ぼくはビックリして被せられたジャケットを取ろうとしたけれど、すぐにフレッドの手に止められた。
フレッドと誰か女性の声がする。
女性の声はフロアに響く音楽にかき消されて聞こえなかったけれど、
「申し訳ないが、部屋に戻るので失礼する」
ピシャリと跳ね除けるフレッドの声だけは聞こえた。
フレッドはその後は足を止めることなく部屋へと帰っていった。
ぼくはフレッドの匂いに包まれながら、ただ連れていかれるだけで、寝室に寝かされてからようやく被せられていたジャケットを外された。
「フレ……」
名前すら言えないうちに、フレッドに口を塞がれドレスのボタンが器用に外されていく。
「……んんっ、んふ……っ」
もう何もわからないうちに、ぼくはあっという間に一糸纏わぬ姿にされてしまっていた。
「シュウ、愛してるよ」
フレッドの唇がぼくの唇から離れ、耳を嬲り首筋から襟足へと移っていった瞬間、
「ひゃあっ……んっ!」
身体中を今までに感じたことのないほど強い電流が駆け抜けていくそんな感覚があった。
「いま、の……な、に……?」
フレッドは嬉しそうに微笑むばかりで何も教えてくれない。
けれど、身体はもっと強い刺激を待っているように、どんどん火照ってくる。
「フレ、ッド……なんか、へん……おかし、くなっちゃう……」
「大丈夫。

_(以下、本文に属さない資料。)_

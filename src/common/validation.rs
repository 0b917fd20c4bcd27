// src/common/validation.rs

use rust_decimal::Decimal;
use validator::ValidationError;

// Validadores customizados usados pelos payloads (`#[validate(custom(...))]`).

pub fn validate_not_blank(value: &str) -> Result<(), ValidationError> {
    if value.trim().is_empty() {
        let mut err = ValidationError::new("required");
        err.message = Some("O campo não pode ficar em branco.".into());
        return Err(err);
    }
    Ok(())
}

pub fn validate_not_negative(val: &Decimal) -> Result<(), ValidationError> {
    if val.is_sign_negative() {
        let mut err = ValidationError::new("range");
        err.add_param("min".into(), &0.0);
        err.message = Some("O valor não pode ser negativo.".into());
        return Err(err);
    }
    Ok(())
}

pub fn validate_positive(val: &Decimal) -> Result<(), ValidationError> {
    if *val <= Decimal::ZERO {
        let mut err = ValidationError::new("range");
        err.message = Some("O valor deve ser maior que zero.".into());
        return Err(err);
    }
    Ok(())
}

pub fn validate_max(val: &Decimal, max: Decimal) -> Result<(), ValidationError> {
    if *val > max {
        let mut err = ValidationError::new("range");
        err.add_param("max".into(), &max.to_string());
        err.message = Some(format!("O valor não pode passar de {max}.").into());
        return Err(err);
    }
    Ok(())
}

// Limites clínicos; também cabem nas colunas NUMERIC(4,1) e NUMERIC(6,2).
pub fn max_temperature() -> Decimal {
    Decimal::new(500, 1) // 50.0 °C
}

pub fn max_weight() -> Decimal {
    Decimal::new(200000, 2) // 2000.00 kg
}

pub fn validate_temperature(val: &Decimal) -> Result<(), ValidationError> {
    validate_positive(val)?;
    validate_max(val, max_temperature())
}

pub fn validate_weight(val: &Decimal) -> Result<(), ValidationError> {
    validate_positive(val)?;
    validate_max(val, max_weight())
}
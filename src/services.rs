pub mod auth;
pub mod dispensing_service;
pub mod inventory_service;
pub mod lot_ledger;
pub mod lot_selector;
pub mod movement_recorder;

私が気持ちよくしてあげるから」
いつの間にかフレッドも一糸纏わぬ姿になっていて逞しい身体が、長い腕が優しくぼくを包み込む。
フレッドの温もりを直に感じながら、ぼくはフレッドの与えてくれる快感をなんの抵抗もなく受け続けていた。
この前の積極的さなど頭の片隅にもなく、ただ快楽のままに喘ぎ続け何度蜜を吐き出したのかもわからないほどにイかされとろとろに蕩かされた。
その夜、屋敷の中でとんでもない事件が起きていたことにぼくひとり全く気づかずにフレッドの愛に包まれて、ぼくの初めての夜会の夜は更けていった。